### MATERIALS PROVIDED ###

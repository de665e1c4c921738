// Copyright (c) 2026 100monkeys.ai
// SPDX-License-Identifier: AGPL-3.0

// In-Process Message Bus - Pub/Sub for outbound envelopes
//
// Implements the MessageBus port with a tokio broadcast channel. Every
// published envelope is fanned out to all subscribers (the outbox recorder,
// tests, any bridge to a real broker). Nothing is retained once all receivers
// have seen a message, and publishing with no subscriber is not an error.

use async_trait::async_trait;
use chrono::{DateTime, Utc};
use serde::{Deserialize, Serialize};
use std::sync::Arc;
use tokio::sync::broadcast;
use tracing::{debug, warn};

use crate::domain::events::Envelope;
use crate::domain::messaging::{BusError, MessageBus};

/// One envelope together with the service queue it was addressed to.
#[derive(Debug, Clone, PartialEq, Serialize, Deserialize)]
pub struct PublishedMessage {
    pub service: String,
    pub envelope: Envelope,
    pub published_at: DateTime<Utc>,
}

#[derive(Clone)]
pub struct InProcessBus {
    sender: Arc<broadcast::Sender<PublishedMessage>>,
}

impl InProcessBus {
    /// Capacity is how many messages a slow subscriber may fall behind
    /// before it starts losing the oldest ones.
    pub fn new(capacity: usize) -> Self {
        let (sender, _) = broadcast::channel(capacity);
        Self {
            sender: Arc::new(sender),
        }
    }

    pub fn with_default_capacity() -> Self {
        Self::new(1024)
    }

    pub fn subscribe(&self) -> BusReceiver {
        BusReceiver {
            receiver: self.sender.subscribe(),
        }
    }

    pub fn subscriber_count(&self) -> usize {
        self.sender.receiver_count()
    }
}

impl Default for InProcessBus {
    fn default() -> Self {
        Self::with_default_capacity()
    }
}

#[async_trait]
impl MessageBus for InProcessBus {
    async fn publish(&self, service: &str, envelope: &Envelope) -> Result<(), BusError> {
        debug!(service, message_type = envelope.message_type, "Publishing envelope");
        let message = PublishedMessage {
            service: service.to_string(),
            envelope: envelope.clone(),
            published_at: Utc::now(),
        };
        if self.sender.send(message).is_err() {
            debug!(service, "No subscribers listening to bus");
        }
        Ok(())
    }
}

pub struct BusReceiver {
    receiver: broadcast::Receiver<PublishedMessage>,
}

impl BusReceiver {
    pub async fn recv(&mut self) -> Result<PublishedMessage, EventBusError> {
        self.receiver.recv().await.map_err(|e| match e {
            broadcast::error::RecvError::Closed => EventBusError::Closed,
            broadcast::error::RecvError::Lagged(n) => {
                warn!("Bus receiver lagged by {} messages", n);
                EventBusError::Lagged(n)
            }
        })
    }

    pub fn try_recv(&mut self) -> Result<PublishedMessage, EventBusError> {
        self.receiver.try_recv().map_err(|e| match e {
            broadcast::error::TryRecvError::Empty => EventBusError::Empty,
            broadcast::error::TryRecvError::Closed => EventBusError::Closed,
            broadcast::error::TryRecvError::Lagged(n) => {
                warn!("Bus receiver lagged by {} messages", n);
                EventBusError::Lagged(n)
            }
        })
    }
}

/// Errors that can occur when receiving messages
#[derive(Debug, thiserror::Error)]
pub enum EventBusError {
    #[error("Message bus is closed")]
    Closed,

    #[error("No messages available")]
    Empty,

    #[error("Receiver lagged by {0} messages (messages were dropped)")]
    Lagged(u64),
}
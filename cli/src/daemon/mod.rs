// Copyright (c) 2026 100monkeys.ai
// SPDX-License-Identifier: AGPL-3.0

//! Long-running agent mode
//!
//! Handles:
//! - Wiring the container runtime, object storage and registries
//! - Serving the HTTP API
//! - Graceful shutdown (final registry snapshots, node-offline notice)

pub mod server;

pub use server::{run_agent, ServeOverrides};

###

Scan the material above. Extract every line in which the word "InProcessBus" occurs.

pub struct InProcessBus {
impl InProcessBus {
impl Default for InProcessBus {
impl MessageBus for InProcessBus {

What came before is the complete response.